American baseball player (born 2002)

Caleb Kaimi Kaleipomaikai Lomavita (born November 18, 2002) is an American professional baseball catcher in the Washington Nationals organization.

==Amateur career==
Lomavita attended Saint Louis School in Honolulu, Hawaii, where he played baseball. He was named the Gatorade Hawaii Baseball Player of the year after his senior season in 2021. He attended the MLB Draft Combine, but went unselected in the 2021 Major League Baseball draft and enrolled at the University of California, Berkeley, to play college baseball for the California Golden Bears.

As a freshman for Cal in 2022, Lomavita appeared in 55 games and hit .272 with seven home runs and 46 RBI. After the season, he played collegiate summer baseball with the Cotuit Kettleers of the Cape Cod Baseball League, and was named a league all-star. As a sophomore in 2023, he batted .316 with 16 home runs and 43 RBI over 48 games. He returned to play for Cotuit and was named an All-Star for the second consecutive season. Lomavita opened the 2024 season as a top prospect for the upcoming MLB draft. Over 55 games, he batted .322 with 15 home runs and 52 RBI.

==Professional career==
Lomavita was selected by the Washington Nationals with the 39th overall pick in the 2024 Major League Baseball draft.

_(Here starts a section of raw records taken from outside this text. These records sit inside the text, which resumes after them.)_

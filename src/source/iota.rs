use std::convert::TryFrom;
use std::fmt;
use std::ops::Range;

use num_traits::{AsPrimitive, PrimInt};

use crate::capability::Generic;
use crate::error::{Error, Result};
use crate::view::{IntoView, RandomAccessView, SizedView, View};

/// An integer type that can be counted with.
///
/// Progressions are computed in `i128`, so every primitive integer type is
/// supported, except that `u128` values beyond `i128::MAX` are not.
pub trait Counter: Copy + PartialOrd + fmt::Debug {
    /// Widen this value to `i128`.
    fn to_wide(self) -> i128;
    /// Narrow an `i128` known to be in range for this type.
    fn from_wide(wide: i128) -> Self;
}

impl<T> Counter for T
where
    T: PrimInt + AsPrimitive<i128> + fmt::Debug,
    i128: AsPrimitive<T>,
{
    #[inline]
    fn to_wide(self) -> i128 {
        self.as_()
    }

    #[inline]
    fn from_wide(wide: i128) -> T {
        wide.as_()
    }
}

/// A finite arithmetic progression.
///
/// With a positive step, the progression counts up from `from` for as long
/// as the count stays below `to`. With a negative step, it counts down for
/// as long as the count stays above `to`. So `iota_step(0, 10, 3)` produces
/// `0, 3, 6, 9` and `iota_step(10, 0, -3)` produces `10, 7, 4, 1`.
///
/// Since the number of elements is computed up front, an `Iota` is random
/// access and never overflows its element type while counting. A
/// progression with more than `usize::MAX` elements is cut short at
/// `usize::MAX` elements.
#[derive(Clone, Copy, Debug, Eq, PartialEq)]
pub struct Iota<T> {
    from: T,
    step: T,
    len: usize,
}

impl<T: Counter> Iota<T> {
    /// Create a progression, or return an error if `step` is zero.
    pub fn try_new(from: T, to: T, step: T) -> Result<Iota<T>> {
        let (lo, hi, by) = (from.to_wide(), to.to_wide(), step.to_wide());
        if by == 0 {
            return Err(Error::ZeroStep);
        }
        let len = if by > 0 && lo < hi {
            count_steps(lo, hi, by.unsigned_abs())
        } else if by < 0 && lo > hi {
            count_steps(hi, lo, by.unsigned_abs())
        } else {
            0
        };
        Ok(Iota { from, step, len })
    }

    /// Every value the progression produces fits in `i128`, so wrapping
    /// arithmetic lands on it even when the offset from `from` does not fit.
    #[inline]
    fn nth_value(&self, index: usize) -> T {
        let offset = self.step.to_wide().wrapping_mul(index as i128);
        T::from_wide(self.from.to_wide().wrapping_add(offset))
    }
}

/// The number of steps of size `by` it takes to get from `lo` to at least
/// `hi`, saturated to `usize::MAX`. `lo` must be less than `hi`.
#[inline]
fn count_steps(lo: i128, hi: i128, by: u128) -> usize {
    let distance = (hi as u128).wrapping_sub(lo as u128);
    let steps = distance / by + if distance % by == 0 { 0 } else { 1 };
    usize::try_from(steps).unwrap_or(usize::MAX)
}

/// The progression `from, from + 1, ...` up to and not including `to`.
#[inline]
pub fn iota<T: Counter>(from: T, to: T) -> Iota<T> {
    let (lo, hi) = (from.to_wide(), to.to_wide());
    let len = if lo < hi { count_steps(lo, hi, 1) } else { 0 };
    Iota { from, step: T::from_wide(1), len }
}

/// The progression `from, from + step, ...` up to and not including `to`.
///
/// # Panics
///
/// When `step` is zero. Use [`Iota::try_new`](struct.Iota.html#method.try_new)
/// to get an error instead.
#[inline]
pub fn iota_step<T: Counter>(from: T, to: T, step: T) -> Iota<T> {
    match Iota::try_new(from, to, step) {
        Ok(iota) => iota,
        Err(err) => panic!("{}", err),
    }
}

impl<T: Counter> View for Iota<T> {
    type Item = T;
    type Cursor = IotaCursor<T>;
    type Layout = Generic;

    #[inline]
    fn into_cursor(self) -> IotaCursor<T> {
        IotaCursor { iota: self, front: 0, back: self.len }
    }
}

impl<T: Counter> SizedView for Iota<T> {
    #[inline]
    fn size(&self) -> usize {
        self.len
    }
}

impl<T: Counter> RandomAccessView for Iota<T> {
    #[inline]
    fn get(&self, index: usize) -> Option<T> {
        if index < self.len {
            Some(self.nth_value(index))
        } else {
            None
        }
    }
}

impl_view_ops!([T,] Iota<T>);

impl<T: Counter> IntoView for Range<T> {
    type Item = T;
    type View = Iota<T>;

    #[inline]
    fn into_view(self) -> Iota<T> {
        iota(self.start, self.end)
    }
}

/// A cursor over an [`Iota`](struct.Iota.html).
#[derive(Clone, Debug)]
pub struct IotaCursor<T> {
    iota: Iota<T>,
    front: usize,
    back: usize,
}

impl<T: Counter> Iterator for IotaCursor<T> {
    type Item = T;

    #[inline]
    fn next(&mut self) -> Option<T> {
        if self.front >= self.back {
            return None;
        }
        self.front += 1;
        Some(self.iota.nth_value(self.front - 1))
    }

    #[inline]
    fn size_hint(&self) -> (usize, Option<usize>) {
        let n = self.back - self.front;
        (n, Some(n))
    }

    #[inline]
    fn nth(&mut self, n: usize) -> Option<T> {
        self.front = self.front.saturating_add(n).min(self.back);
        self.next()
    }
}

impl<T: Counter> DoubleEndedIterator for IotaCursor<T> {
    #[inline]
    fn next_back(&mut self) -> Option<T> {
        if self.front >= self.back {
            return None;
        }
        self.back -= 1;
        Some(self.iota.nth_value(self.back))
    }

    #[inline]
    fn nth_back(&mut self, n: usize) -> Option<T> {
        self.back = self.back.saturating_sub(n).max(self.front);
        self.next_back()
    }
}

impl<T: Counter> ExactSizeIterator for IotaCursor<T> {}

On July 24, 2024, he signed with the Nationals on a $2.33 million contract.

Lomavita made his professional debut in 2024 after signing with the Fredericksburg Nationals in the Single-A Carolina League and hit .213 over 17 games. He was assigned to the Wilmington Blue Rocks in the High-A South Atlantic League to open the 2025 season. Lomavita played in 99 games for the Blue Rocks, hitting .275 with four home runs and 44 RBI. He was promoted to the Harrisburg Senators of the Double-A Eastern League on August 26 and debuted with them the next day. Lomavita hit .273 with two home runs and three RBI in nine games with the team. He returned to Harrisburg for the 2026 season. Lomavita appeared in 85 games and batted .244 with 14 home runs and 51 RBI. He was transferred from the 7-day injured list to the 60-day injured list on September 13, effectively ending his season.